What is being asked: Copy the lines below that contain "ConvertConfig".

++++

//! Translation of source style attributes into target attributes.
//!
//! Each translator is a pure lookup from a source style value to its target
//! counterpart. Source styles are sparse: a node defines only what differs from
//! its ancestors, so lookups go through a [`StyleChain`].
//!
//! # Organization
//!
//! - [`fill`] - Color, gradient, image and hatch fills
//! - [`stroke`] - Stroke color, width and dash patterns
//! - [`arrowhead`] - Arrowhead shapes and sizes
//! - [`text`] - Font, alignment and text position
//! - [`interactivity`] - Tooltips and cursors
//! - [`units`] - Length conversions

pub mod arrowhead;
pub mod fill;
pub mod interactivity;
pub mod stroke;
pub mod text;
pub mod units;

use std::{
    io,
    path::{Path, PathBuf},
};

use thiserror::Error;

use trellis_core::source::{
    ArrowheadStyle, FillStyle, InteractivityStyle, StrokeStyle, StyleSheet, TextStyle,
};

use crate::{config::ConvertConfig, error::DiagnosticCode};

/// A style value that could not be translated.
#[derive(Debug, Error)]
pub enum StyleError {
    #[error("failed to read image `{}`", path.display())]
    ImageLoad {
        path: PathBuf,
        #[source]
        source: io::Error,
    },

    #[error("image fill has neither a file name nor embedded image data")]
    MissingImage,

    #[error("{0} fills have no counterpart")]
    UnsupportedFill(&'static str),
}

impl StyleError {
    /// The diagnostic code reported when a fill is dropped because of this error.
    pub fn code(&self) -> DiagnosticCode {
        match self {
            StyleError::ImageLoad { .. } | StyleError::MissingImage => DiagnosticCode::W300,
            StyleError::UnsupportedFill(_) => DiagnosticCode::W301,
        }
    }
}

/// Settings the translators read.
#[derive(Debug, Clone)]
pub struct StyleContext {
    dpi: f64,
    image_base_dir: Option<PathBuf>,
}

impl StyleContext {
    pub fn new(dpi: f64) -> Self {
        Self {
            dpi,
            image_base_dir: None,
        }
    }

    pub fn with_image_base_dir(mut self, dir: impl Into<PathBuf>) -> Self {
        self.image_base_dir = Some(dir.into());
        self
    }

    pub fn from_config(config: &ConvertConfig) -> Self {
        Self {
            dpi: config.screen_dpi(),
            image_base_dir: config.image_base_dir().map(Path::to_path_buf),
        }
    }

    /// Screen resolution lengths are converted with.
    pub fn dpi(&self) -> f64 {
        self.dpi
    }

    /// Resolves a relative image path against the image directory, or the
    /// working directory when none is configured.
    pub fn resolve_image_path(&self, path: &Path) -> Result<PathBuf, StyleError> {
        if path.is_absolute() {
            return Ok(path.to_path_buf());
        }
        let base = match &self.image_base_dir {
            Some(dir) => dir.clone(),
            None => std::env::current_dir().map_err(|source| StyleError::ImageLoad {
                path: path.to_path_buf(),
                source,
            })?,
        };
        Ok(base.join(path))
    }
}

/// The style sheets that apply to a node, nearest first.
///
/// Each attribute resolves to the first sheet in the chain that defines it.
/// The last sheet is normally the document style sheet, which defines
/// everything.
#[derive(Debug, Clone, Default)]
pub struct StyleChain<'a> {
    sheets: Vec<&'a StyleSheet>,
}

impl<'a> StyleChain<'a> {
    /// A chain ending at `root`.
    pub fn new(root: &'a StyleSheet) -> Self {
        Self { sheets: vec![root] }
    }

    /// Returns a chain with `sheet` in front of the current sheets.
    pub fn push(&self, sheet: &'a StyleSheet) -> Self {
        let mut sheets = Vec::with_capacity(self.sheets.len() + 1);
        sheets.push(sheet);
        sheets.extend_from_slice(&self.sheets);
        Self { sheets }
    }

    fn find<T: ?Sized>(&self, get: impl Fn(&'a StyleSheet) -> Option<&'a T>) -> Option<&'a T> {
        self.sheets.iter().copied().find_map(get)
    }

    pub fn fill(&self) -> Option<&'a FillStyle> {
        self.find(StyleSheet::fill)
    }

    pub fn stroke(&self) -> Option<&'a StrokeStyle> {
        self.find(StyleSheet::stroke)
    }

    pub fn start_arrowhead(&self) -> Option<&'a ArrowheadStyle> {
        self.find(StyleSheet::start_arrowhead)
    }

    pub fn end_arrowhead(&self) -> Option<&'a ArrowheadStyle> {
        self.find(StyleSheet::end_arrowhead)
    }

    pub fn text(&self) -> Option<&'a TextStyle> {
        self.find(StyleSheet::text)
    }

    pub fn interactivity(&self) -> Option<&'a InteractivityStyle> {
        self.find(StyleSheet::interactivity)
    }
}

++++

Solution to this task:
use crate::{config::ConvertConfig, error::DiagnosticCode};
    pub fn from_config(config: &ConvertConfig) -> Self {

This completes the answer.